The observed determinism of the TCR repertoire poses the question as to whether this may originate in the organization of the TCR locus, and whether this may also be described mathematically. Using fractal geometry, one may consider the TCR loci similarly, such that when the linear germ-line DNA of the TCR V, D and J segments is rearranged, this process lends geometric complexity to the rearranged locus compared to its native state, in other words, changes its FD. Another feature of the TCR gene segment distribution arguing against the stochastic nature of TCR gene rearrangement is the periodic nature of their location on the gene locus. Repetitive or cyclic phenomenon too may be described mathematically using trigonometric ratios. It is to be noted that the universal constants π and e have a role in calculating the trigonometric ratios and FD, and have been identified in analysis of the T-cell repertoire [10], which would imply that the TCR locus may be arranged in conformity with these constants, and demonstrate self-similarity as well as periodic characteristics. An inspection of the known sequence of the TCR loci with attention to V and J gene segment size and spacing supports this notion. In this theoretical paper, an examination of the TCR α and β loci, in light of e and π is presented in support of the hypothesis that TCR locus organization may influence T-cell repertoire.

2. Material and methods

2.1. Human T-cell receptor loci

Data on the T-cell receptor α/δ (TRA) and β (TRB) loci were obtained from the NCBI, using the public database (http://www.ncbi.nlm.nih.gov/nuccore/114841177?report=graph; http://www.ncbi.nlm.nih.gov/nuccore/99345462?report=graph) (electronic supplementary material, tables S1 and S2). The graphic format, with locus identification was used. Data collected included the position of the initial (start; first nucleotide of exon 1 for V gene segments) and final (stop: last nucleotide of exon 2 for V gene segments) nucleotides of all the TCR gene segments, beginning from the centromeric (5′ end) of the locus and going to the telomeric (3′ end). Segment length was taken from the NCBI database, and the intergenic spacing between consecutive segments was calculated by taking the difference between the numeric value of the initial nucleotide (or base pair) position (x_f) of a gene segment and the initial nucleotide position (x_i) of the following segment (electronic supplementary material, tables S1 and S2). In the ensuing calculations, numeric data were either considered without any modification or transformed to natural logarithms to eliminate the effect of relative magnitude between the variables being examined, and also to allow comparisons across different scales, e.g. segment size in hundreds or tens of nucleotides versus intergenic spacing in the thousands or hundreds of nucleotides, respectively. Microsoft Excel (v. 14.2.5) was used to perform various calculations presented in this paper.

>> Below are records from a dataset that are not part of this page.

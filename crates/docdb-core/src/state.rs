// Copyright (C) 2025 SyncMyOrders Sp. z o.o.
// SPDX-License-Identifier: AGPL-3.0-or-later
//! Lifecycle state of a document database.
//!
//! State, config state, progress and the active config live under one
//! mutex. Waiters observe changes through a watch channel so they never
//! need the master task.

use std::fmt;
use std::sync::{Arc, Mutex, MutexGuard};

use serde::Serialize;
use tokio::sync::watch;
use tracing::{info, warn};

use crate::config_snapshot::ConfigSnapshot;
use crate::error::{DocDbError, Result};
use crate::owner::DocumentDbOwner;

/// Lifecycle states, in startup order.
#[derive(Debug, Clone, Copy, PartialEq, Eq, Hash, Serialize)]
#[serde(rename_all = "snake_case")]
pub enum DdbState {
    Construct,
    Load,
    ReplayTransactionLog,
    RedoReprocess,
    ApplyLiveConfig,
    Reprocess,
    Online,
    Shutdown,
    Dead,
}

impl DdbState {
    pub fn name(&self) -> &'static str {
        match self {
            Self::Construct => "construct",
            Self::Load => "load",
            Self::ReplayTransactionLog => "replay_transaction_log",
            Self::RedoReprocess => "redo_reprocess",
            Self::ApplyLiveConfig => "apply_live_config",
            Self::Reprocess => "reprocess",
            Self::Online => "online",
            Self::Shutdown => "shutdown",
            Self::Dead => "dead",
        }
    }

    pub fn is_closed(&self) -> bool {
        matches!(self, Self::Shutdown | Self::Dead)
    }

    /// Whether a flush may prune the transaction log. Before replay has
    /// finished and live config is applied, pruning could drop entries that
    /// are still needed.
    pub fn allow_prune(&self) -> bool {
        matches!(self, Self::ApplyLiveConfig | Self::Reprocess | Self::Online)
    }

    /// Live configs are applied directly from these states.
    pub fn allow_live_config(&self) -> bool {
        matches!(self, Self::ApplyLiveConfig | Self::Reprocess | Self::Online)
    }

    pub fn can_transition_to(&self, next: DdbState) -> bool {
        use DdbState::*;
        match (self, next) {
            (Dead, _) => false,
            (_, Dead) => true,
            (Shutdown, _) => false,
            (_, Shutdown) => true,
            (Construct, Load)
            | (Load, ReplayTransactionLog)
            | (ReplayTransactionLog, RedoReprocess | ApplyLiveConfig)
            | (RedoReprocess, ApplyLiveConfig)
            | (ApplyLiveConfig, Reprocess | Online)
            | (Reprocess, Online)
            | (Online, Reprocess) => true,
            _ => false,
        }
    }
}

impl fmt::Display for DdbState {
    fn fmt(&self, f: &mut fmt::Formatter<'_>) -> fmt::Result {
        f.write_str(self.name())
    }
}

/// Whether the active config is everything that was asked for.
#[derive(Debug, Clone, Copy, Default, PartialEq, Eq, Serialize)]
#[serde(rename_all = "snake_case")]
pub enum ConfigState {
    #[default]
    Ok,
    /// Part of the requested config only takes effect after a restart.
    NeedRestart,
}

/// Health and progress of one document database.
#[derive(Debug, Clone, PartialEq, Serialize)]
pub struct StatusReport {
    pub doc_type: String,
    pub state: DdbState,
    pub config_state: ConfigState,
    /// Progress of the current state's work, `0.0..=1.0`.
    pub progress: f32,
    pub message: String,
    pub active_generation: Option<i64>,
}

/// What waiters see through the watch channel.
#[derive(Debug, Clone, Copy, PartialEq, Eq)]
pub struct StateWatch {
    pub state: DdbState,
    pub generation: Option<i64>,
}

#[derive(Debug)]
struct Inner {
    state: DdbState,
    config_state: ConfigState,
    progress: f32,
    message: String,
    active_config: Option<Arc<ConfigSnapshot>>,
}

/// Shared handle to the lifecycle state.
pub struct DdbStateHandle {
    doc_type: String,
    inner: Mutex<Inner>,
    watch: watch::Sender<StateWatch>,
    owner: Option<Arc<dyn DocumentDbOwner>>,
}

impl fmt::Debug for DdbStateHandle {
    fn fmt(&self, f: &mut fmt::Formatter<'_>) -> fmt::Result {
        f.debug_struct("DdbStateHandle")
            .field("doc_type", &self.doc_type)
            .field("state", &self.state())
            .finish_non_exhaustive()
    }
}

impl DdbStateHandle {
    pub fn new(doc_type: impl Into<String>, owner: Option<Arc<dyn DocumentDbOwner>>) -> Self {
        let (watch, _) = watch::channel(StateWatch {
            state: DdbState::Construct,
            generation: None,
        });
        Self {
            doc_type: doc_type.into(),
            inner: Mutex::new(Inner {
                state: DdbState::Construct,
                config_state: ConfigState::Ok,
                progress: 0.0,
                message: String::new(),
                active_config: None,
            }),
            watch,
            owner,
        }
    }

    fn lock(&self) -> MutexGuard<'_, Inner> {
        self.inner.lock().unwrap_or_else(|e| e.into_inner())
    }

    fn publish(&self, inner: &Inner) {
        self.watch.send_replace(StateWatch {
            state: inner.state,
            generation: inner.active_config.as_ref().map(|c| c.generation),
        });
    }

    fn notify_owner(&self) {
        if let Some(owner) = &self.owner {
            owner.on_status_changed(&self.status());
        }
    }

    pub fn state(&self) -> DdbState {
        self.lock().state
    }

    /// Move to `next`, rejecting transitions the lifecycle does not allow.
    pub fn enter(&self, next: DdbState) -> Result<()> {
        {
            let mut inner = self.lock();
            let current = inner.state;
            if current == next {
                return Ok(());
            }
            if !current.can_transition_to(next) {
                return Err(DocDbError::IllegalState(format!(
                    "cannot go from {} to {}",
                    current, next
                )));
            }
            inner.state = next;
            inner.progress = 0.0;
            inner.message.clear();
            self.publish(&inner);
            info!(doc_type = %self.doc_type, from = %current, to = %next, "State transition");
        }
        self.notify_owner();
        Ok(())
    }

    /// Enter `Dead` after an unrecoverable failure.
    pub fn enter_dead(&self, reason: &str) {
        {
            let mut inner = self.lock();
            if inner.state == DdbState::Dead {
                return;
            }
            warn!(doc_type = %self.doc_type, from = %inner.state, %reason, "Document database is dead");
            inner.state = DdbState::Dead;
            inner.message = reason.to_string();
            self.publish(&inner);
        }
        self.notify_owner();
    }

    pub fn set_progress(&self, progress: f32, message: impl Into<String>) {
        let mut inner = self.lock();
        inner.progress = progress.clamp(0.0, 1.0);
        inner.message = message.into();
    }

    pub fn config_state(&self) -> ConfigState {
        self.lock().config_state
    }

    pub fn set_config_state(&self, config_state: ConfigState) {
        let changed = {
            let mut inner = self.lock();
            let changed = inner.config_state != config_state;
            inner.config_state = config_state;
            changed
        };
        if changed {
            info!(doc_type = %self.doc_type, config_state = ?config_state, "Config state changed");
            self.notify_owner();
        }
    }

    pub fn active_config(&self) -> Option<Arc<ConfigSnapshot>> {
        self.lock().active_config.clone()
    }

    /// Make `snapshot` the active config. Generations never go backwards.
    pub fn set_active_config(&self, snapshot: Arc<ConfigSnapshot>) -> Result<()> {
        let mut inner = self.lock();
        if let Some(current) = &inner.active_config
            && snapshot.generation < current.generation
        {
            return Err(DocDbError::IllegalState(format!(
                "config generation {} is older than active generation {}",
                snapshot.generation, current.generation
            )));
        }
        inner.active_config = Some(snapshot);
        self.publish(&inner);
        Ok(())
    }

    pub fn allow_prune(&self) -> bool {
        self.state().allow_prune()
    }

    pub fn status(&self) -> StatusReport {
        let inner = self.lock();
        StatusReport {
            doc_type: self.doc_type.clone(),
            state: inner.state,
            config_state: inner.config_state,
            progress: inner.progress,
            message: inner.message.clone(),
            active_generation: inner.active_config.as_ref().map(|c| c.generation),
        }
    }

    pub fn subscribe(&self) -> watch::Receiver<StateWatch> {
        self.watch.subscribe()
    }

    /// Wait until the active generation reaches `generation`.
    ///
    /// Fails with `IllegalState` once the database is shutting down.
    pub async fn wait_for_generation(&self, generation: i64) -> Result<()> {
        let mut rx = self.subscribe();
        let result = rx
            .wait_for(|w| w.state.is_closed() || w.generation.is_some_and(|g| g >= generation))
            .await
            .map(|w| *w);
        match result {
            Ok(w) if w.state.is_closed() => Err(DocDbError::IllegalState(format!(
                "document database closed while waiting for config generation {}",
                generation
            ))),
            Ok(_) => Ok(()),
            Err(_) => Err(DocDbError::Closed),
        }
    }

    /// Wait until the database is online.
    pub async fn wait_for_online(&self) -> Result<()> {
        let mut rx = self.subscribe();
        let result = rx
            .wait_for(|w| w.state == DdbState::Online || w.state.is_closed())
            .await
            .map(|w| w.state);
        match result {
            Ok(DdbState::Online) => Ok(()),
            Ok(state) => Err(DocDbError::IllegalState(format!(
                "document database is {}",
                state
            ))),
            Err(_) => Err(DocDbError::Closed),
        }
    }
}

#[cfg(test)]
mod tests {
    use super::*;
    use crate::config_snapshot::DocumentDbConfig;
    use std::time::Duration;

    fn snapshot(generation: i64) -> Arc<ConfigSnapshot> {
        Arc::new(ConfigSnapshot::new(
            "music",
            generation,
            DocumentDbConfig::default(),
        ))
    }

    #[test]
    fn test_startup_path_is_allowed() {
        let handle = DdbStateHandle::new("music", None);
        for state in [
            DdbState::Load,
            DdbState::ReplayTransactionLog,
            DdbState::RedoReprocess,
            DdbState::ApplyLiveConfig,
            DdbState::Reprocess,
            DdbState::Online,
            DdbState::Shutdown,
            DdbState::Dead,
        ] {
            handle.enter(state).unwrap();
        }
        assert_eq!(handle.state(), DdbState::Dead);
    }

    #[test]
    fn test_invalid_transitions_are_rejected() {
        let handle = DdbStateHandle::new("music", None);
        let err = handle.enter(DdbState::Online).unwrap_err();
        assert_eq!(err.error_code(), "ILLEGAL_STATE");

        handle.enter(DdbState::Shutdown).unwrap();
        assert!(handle.enter(DdbState::Load).is_err());
        assert!(handle.enter(DdbState::Dead).is_ok());
        assert!(handle.enter(DdbState::Shutdown).is_err());
    }

    #[test]
    fn test_allow_prune_states() {
        assert!(!DdbState::Load.allow_prune());
        assert!(!DdbState::ReplayTransactionLog.allow_prune());
        assert!(!DdbState::RedoReprocess.allow_prune());
        assert!(DdbState::ApplyLiveConfig.allow_prune());
        assert!(DdbState::Online.allow_prune());
        assert!(!DdbState::Shutdown.allow_prune());
    }

    #[test]
    fn test_generation_never_goes_backwards() {
        let handle = DdbStateHandle::new("music", None);
        handle.set_active_config(snapshot(3)).unwrap();
        assert!(handle.set_active_config(snapshot(2)).is_err());
        handle.set_active_config(snapshot(3)).unwrap();
        assert_eq!(handle.status().active_generation, Some(3));
    }

    #[tokio::test]
    async fn test_wait_for_generation() {
        let handle = Arc::new(DdbStateHandle::new("music", None));
        handle.set_active_config(snapshot(1)).unwrap();
        handle.wait_for_generation(1).await.unwrap();

        let waiter = {
            let handle = handle.clone();
            tokio::spawn(async move { handle.wait_for_generation(2).await })
        };
        tokio::time::sleep(Duration::from_millis(10)).await;
        assert!(!waiter.is_finished());

        handle.set_active_config(snapshot(2)).unwrap();
        waiter.await.unwrap().unwrap();
    }

    #[tokio::test]
    async fn test_wait_for_generation_fails_on_close() {
        let handle = Arc::new(DdbStateHandle::new("music", None));
        let waiter = {
            let handle = handle.clone();
            tokio::spawn(async move { handle.wait_for_generation(5).await })
        };
        handle.enter(DdbState::Shutdown).unwrap();
        let err = waiter.await.unwrap().unwrap_err();
        assert_eq!(err.error_code(), "ILLEGAL_STATE");
    }
}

2.2. Gene segment distribution on the T-cell receptor locus

An examination of the TCR gene segments on the TRA and TRB loci reveals that the V segments are longer in length and spread farther apart than the J segments which are shorter and clustered together more closely (http://imgt.org/IMGTrepertoire/index.php?section=LocusGenes&repertoire=locus&species=human&group=TRB; http://imgt.org/IMGTrepertoire/index.php?section=LocusGenes&repertoire=locus&species=human&group=TRA). This suggests that the sets of V and J gene segments in both the TRA and TRB loci are self-similar in their geometry, that is, they have the same distribution albeit at different scales of magnitude. To investigate the possible fractal nature of the TCR locus, as the basis for a deterministic TCR gene rearrangement paradigm, individual V and J gene segments and the adjacent intergenic segment together were considered line segments. Gene segments were chosen as scaling factor, because of their relatively uniform length (in base pairs), and because the gene segments are the coding regions brought together in TCR gene rearrangement. In other words, if the TCR loci are represented by strings of beads, the number of beads will determine the length of the string. The fractal geometry of the locus may then be investigated by examining the spatial distribution of contiguous V and J segments and the adjacent intergenic space separating them. One way to accomplish this will be to examine the relationship between magnitude and scaling factor across varying levels of magnification (sets of V gene segments versus sets of J gene segments) to calculate the FD

To determine the FD of the TCR loci, the FD was calculated analogous to the calculation of the FD of a Koch snowflake curve [15]; the length of the gene segment in number of nucleotides or base pairs is considered the scaling factor and the length of the gene segment + intergenic space, also in nucleotide number, the magnitude of the line segment. This calculation was performed individually for each V and J segment to fully account for variability observed.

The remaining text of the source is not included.